Das Problem: Viele Abgeordnete der Regierungsmehrheit – acht vom Movimento 5 Stelle, vier vom PD und drei von Italia Viva – fehlten an dem besagten Sitzungstag. Die Mehrheit stand also von Anfang an auf des Messers Schneide.

Der geschickte Lega-Politiker Roberto Calderoli nutzte die Gunst der Stunde und unternahm alles, um der Regierungsmehrheit ein Bein zu stellen. So forderte er kurzerhand, die weitere Behandlung des Gesetzesdekrets zu verschieben, womit dieses verfallen wäre. Über Calderolis Antrag wurde per Handaufhalten abgestimmt: Da sich zum Zeitpunkt der Abstimmung lediglich zehn (der über 160) Mehrheitsvertreter in der Aula aufhielten, ging die Regierung sang- und klanglos baden.

Die Geschäftsordnung des Senats sieht im Falle von Abstimmungen per Hand jedoch die Möglichkeit vor, diese elektronisch zu „überprüfen“. Von dieser Möglichkeit nahm die Mehrheit freilich Gebrauch und holte alle ihre Abgeordneten, die sich zuvor im Foyer oder in den Büros befunden hatten, in den Sitzungssaal zurück.
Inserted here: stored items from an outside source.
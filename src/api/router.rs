use axum::routing::{get, post};
use axum::Router;
use tower_http::cors::{Any, CorsLayer};
use tower_http::trace::TraceLayer;

use super::handlers;
use super::state::SharedState;

/// Build the Axum router with all routes and middleware.
pub fn create_router(state: SharedState) -> Router {
    let cors = CorsLayer::new()
        .allow_origin(Any)
        .allow_methods(Any)
        .allow_headers(Any);

    Router::new()
        // Health check (outside /api prefix)
        .route("/health", get(handlers::health))
        // Session lifecycle
        .route("/api/sessions", post(handlers::create_session))
        .route(
            "/api/sessions/{id}",
            get(handlers::get_session).delete(handlers::delete_session),
        )
        .route("/api/sessions/{id}/begin", post(handlers::begin_session))
        .route("/api/sessions/{id}/trials", post(handlers::next_trial))
        .route("/api/sessions/{id}/response", post(handlers::respond))
        .route("/api/sessions/{id}/finish", post(handlers::finish_session))
        // Reporting
        .route("/api/sessions/{id}/results", get(handlers::get_results))
        .route("/api/sessions/{id}/export", get(handlers::export_csv))
        // Middleware
        .layer(cors)
        .layer(TraceLayer::new_for_http())
        .with_state(state)
}
/// Server configuration parsed from environment variables.
#[derive(Debug, Clone)]
pub struct AppConfig {
    /// Server listen port.
    pub port: u16,
    /// Server bind host.
    pub host: String,
    /// Default difficulty when a session request omits one.
    pub default_difficulty: String,
    /// Default session length in seconds.
    pub default_duration_secs: f64,
    /// Default board display window in seconds.
    pub default_display_secs: f64,
    /// Pre-game countdown length in seconds.
    pub countdown_secs: f64,
    /// Results collaborator endpoint; `None` disables submission.
    pub results_url: Option<String>,
    /// Timeout for results submission in milliseconds.
    pub submit_timeout_ms: u64,
}

impl AppConfig {
    /// Load configuration from environment variables with defaults.
    pub fn from_env() -> Self {
        AppConfig {
            port: std::env::var("PORT")
                .ok()
                .and_then(|v| v.parse().ok())
                .unwrap_or(8082),
            host: std::env::var("HOST").unwrap_or_else(|_| "0.0.0.0".to_string()),
            default_difficulty: std::env::var("ATTENTION_DEFAULT_DIFFICULTY")
                .unwrap_or_else(|_| "medium".to_string()),
            default_duration_secs: std::env::var("ATTENTION_DEFAULT_DURATION")
                .ok()
                .and_then(|v| v.parse().ok())
                .unwrap_or(90.0),
            default_display_secs: std::env::var("ATTENTION_DEFAULT_DISPLAY_SECS")
                .ok()
                .and_then(|v| v.parse().ok())
                .unwrap_or(3.0),
            countdown_secs: std::env::var("ATTENTION_COUNTDOWN_SECS")
                .ok()
                .and_then(|v| v.parse().ok())
                .unwrap_or(3.0),
            results_url: std::env::var("ATTENTION_RESULTS_URL")
                .ok()
                .filter(|v| !v.is_empty()),
            submit_timeout_ms: std::env::var("ATTENTION_SUBMIT_TIMEOUT")
                .ok()
                .and_then(|v| v.parse().ok())
                .unwrap_or(5000),
        }
    }

    /// Socket address string for binding.
    pub fn bind_addr(&self) -> String {
        format!("{}:{}", self.host, self.port)
    }
}

impl Default for AppConfig {
    fn default() -> Self {
        AppConfig {
            port: 8082,
            host: "0.0.0.0".to_string(),
            default_difficulty: "medium".to_string(),
            default_duration_secs: 90.0,
            default_display_secs: 3.0,
            countdown_secs: 3.0,
            results_url: None,
            submit_timeout_ms: 5000,
        }
    }
}

#[cfg(test)]
mod tests {
    use super::*;

    #[test]
    fn default_config() {
        let config = AppConfig::default();
        assert_eq!(config.port, 8082);
        assert_eq!(config.host, "0.0.0.0");
        assert_eq!(config.default_difficulty, "medium");
        assert_eq!(config.default_duration_secs, 90.0);
        assert_eq!(config.default_display_secs, 3.0);
        assert_eq!(config.countdown_secs, 3.0);
        assert_eq!(config.results_url, None);
        assert_eq!(config.submit_timeout_ms, 5000);
        assert_eq!(config.bind_addr(), "0.0.0.0:8082");
    }

    #[test]
    fn from_env_defaults() {
        // Without setting env vars, should fall back to defaults
        let config = AppConfig::from_env();
        assert_eq!(config.port, 8082);
        assert_eq!(config.default_difficulty, "medium");
        assert!(config.results_url.is_none());
    }
}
Die zweite (elektronische) Abstimmung ging dann knapp zugunsten der Regierungsmehrheit aus: Ganze zwei Stimmen waren am Ende ausschlaggebend.

Die Opposition aus Lega, Forza Italia und Fratelli d’Italia protestierte lautstark gegen die Vorgehensweise der Regierungskoalition. Auch Senatspräsidentin Maria Elisabetta Cassellatti stellte sich auf die Seite der Demonstrierenden und ließ noch einmal die Aufnahmen der Überwachungskameras überprüfen. Die Bilder zeigten aber, dass sich tatsächlich ausreichend Abgeordnete in der Aula aufgehalten hatten.

Die Mehrheit war also noch einmal mit einem blauen Auge davon gekommen.

Danach ging die Posse jedoch in die zweite Runde: Die unter starkem Druck stehende Regierung stellte die Vertrauensfrage, was zur Folge hatte, dass sämtliche Abänderungsanträge der Opposition automatisch verfielen. Matteo Salvini und Co. verließen daraufhin entrüstet den Sitzungssaal.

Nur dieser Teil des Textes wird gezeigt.